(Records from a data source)

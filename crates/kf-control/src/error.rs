//! Error types for heater control operations.

use thiserror::Error;

/// Result type for heater control operations.
pub type ControlResult<T> = Result<T, ControlError>;

/// Errors that can occur in heater control operations.
#[derive(Debug, Error, Clone, PartialEq)]
pub enum ControlError {
    /// Invalid argument provided to a control function.
    #[error("Invalid argument: {what}")]
    InvalidArg { what: &'static str },
}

- WHAT NEEDS TO BE DONE -
Go through the entries above and reproduce each one exactly.

- ANSWER TO THE PROBLEM -
filename crates/kf-control/src/error.rs
//! Error types for heater control operations.

use thiserror::Error;

/// Result type for heater control operations.
pub type ControlResult<T> = Result<T, ControlError>;

/// Errors that can occur in heater control operations.
#[derive(Debug, Error, Clone, PartialEq)]
pub enum ControlError {
    /// Invalid argument provided to a control function.
    #[error("Invalid argument: {what}")]
    InvalidArg { what: &'static str },
}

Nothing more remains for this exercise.